CCN1 expression is regulated by mitogenic factors such as VEGF, fibroblast growth factor (FGF) and platelet-derived growth factor (PDGF) (60). CCN1 is downregulated during tissue involution, in avascular tissues and in conditions associated with vascular obliteration, underlining the role of this protein in the vasculature (31). Forkhead box O3A (FOXO3a) inhibits smooth muscle cell proliferation via CCN1 inhibition (61). CCN1 activates the Ras pathway through the MAPK and AKT signaling pathways and enhances the expression of regulatory proteins that promote cell cycle progression (62,63). However, there is a possibility of an autocrine loop since VEGF is partly under CCN1 regulation (64). HIF plays a crucial role in the cell response to hypoxia. In tumor cells, VEGF is transactivated by HIF-1α and plays a role in tumor progression and invasion (65). In gastric cancer, CCN1 promotes tumor progression via the HIF-1α-dependent upregulation of plasminogen activator inhibitor-1 (PAI-1) (52). In the present study, VEGF and HIF were not examined. Nevertheless, our results demonstrated that the silencing of CCN1 decreased cell proliferation, and that similar effects were achieved using a PI3K/AKT inhibitor, suggesting that AKT is involved. However, many aspects of CCN1 signaling remain unknown and thus further studies are warranted (66).

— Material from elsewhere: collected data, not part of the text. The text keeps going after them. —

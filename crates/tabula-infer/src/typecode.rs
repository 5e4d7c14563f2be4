//! Semantic type codes assigned to classified cell values.

use std::fmt;

use serde::{Deserialize, Serialize};

/// The semantic type of a single cell value, as decided by classification.
///
/// Every value receives exactly one code; classification is total and never
/// fails. `String` is the fallback for anything that matches no stricter
/// code, which makes it the natural default.
#[derive(Clone, Copy, Debug, Default, PartialEq, Eq, Hash, Serialize, Deserialize)]
#[serde(rename_all = "snake_case")]
pub enum TypeCode {
    /// Absent value (a source-level null).
    Nothing,
    /// Boolean value.
    Bool,
    /// Integer value, native or parsed from text.
    Integer,
    /// Finite floating-point or decimal value.
    RealNumber,
    /// Positive or negative infinity.
    Infinity,
    /// Not-a-number.
    Nan,
    /// Plain text, and the fallback for everything unclassifiable.
    #[default]
    String,
    /// Empty or whitespace-only text.
    NullString,
    /// Calendar date or date-time value.
    DateTime,
    /// Key-value mapping.
    Dictionary,
    /// Sequence of values.
    List,
    /// IPv4 or IPv6 address.
    IpAddress,
}

impl TypeCode {
    /// Returns `true` for the two numeric codes, `Integer` and `RealNumber`.
    ///
    /// `Infinity` and `Nan` are deliberately excluded: they render as tokens,
    /// not as formatted numbers.
    pub fn is_number(&self) -> bool {
        matches!(self, TypeCode::Integer | TypeCode::RealNumber)
    }

    /// Returns `true` for the two absent-value codes, `Nothing` and
    /// `NullString`.
    pub fn is_null(&self) -> bool {
        matches!(self, TypeCode::Nothing | TypeCode::NullString)
    }

    /// Stable lowercase name, matching the serde representation.
    pub fn name(&self) -> &'static str {
        match self {
            TypeCode::Nothing => "nothing",
            TypeCode::Bool => "bool",
            TypeCode::Integer => "integer",
            TypeCode::RealNumber => "real_number",
            TypeCode::Infinity => "infinity",
            TypeCode::Nan => "nan",
            TypeCode::String => "string",
            TypeCode::NullString => "null_string",
            TypeCode::DateTime => "date_time",
            TypeCode::Dictionary => "dictionary",
            TypeCode::List => "list",
            TypeCode::IpAddress => "ip_address",
        }
    }
}

impl fmt::Display for TypeCode {
    fn fmt(&self, f: &mut fmt::Formatter<'_>) -> fmt::Result {
        f.write_str(self.name())
    }
}
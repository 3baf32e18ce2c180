//! Balcão Storefront library.
//!
//! A headless single-session storefront: a fixed catalog, a shopping cart
//! with per-item quantity and observation notes, a delivery/pickup checkout,
//! and an order formatter that hands the finished order off as a WhatsApp
//! deep link.
//!
//! All state lives in a single [`state::App`] value and every user
//! affordance is a [`state::Action`] applied through a synchronous reducer,
//! so the whole flow is testable without a UI harness. Rendering layers
//! consume the projections in [`views`]; the only side effect the engine
//! ever requests is [`state::Effect::OpenLink`], which the caller performs.

#![cfg_attr(not(test), forbid(unsafe_code))]

pub mod cart;
pub mod catalog;
pub mod checkout;
pub mod config;
pub mod error;
pub mod order;
pub mod popup;
pub mod state;
pub mod views;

In conclusion, our results demonstrated that CCN1 plays an important role in HUVECs under hypoxic conditions and retinal apoptosis/angiogenesis in ROP via PI3K/AKT signaling. Thus, we suggest that CCN1 is a potential target for the prevention and treatment of ROP. This study also provides strong support for the view that siRNA therapy may play an important role in future therapeutic strategies.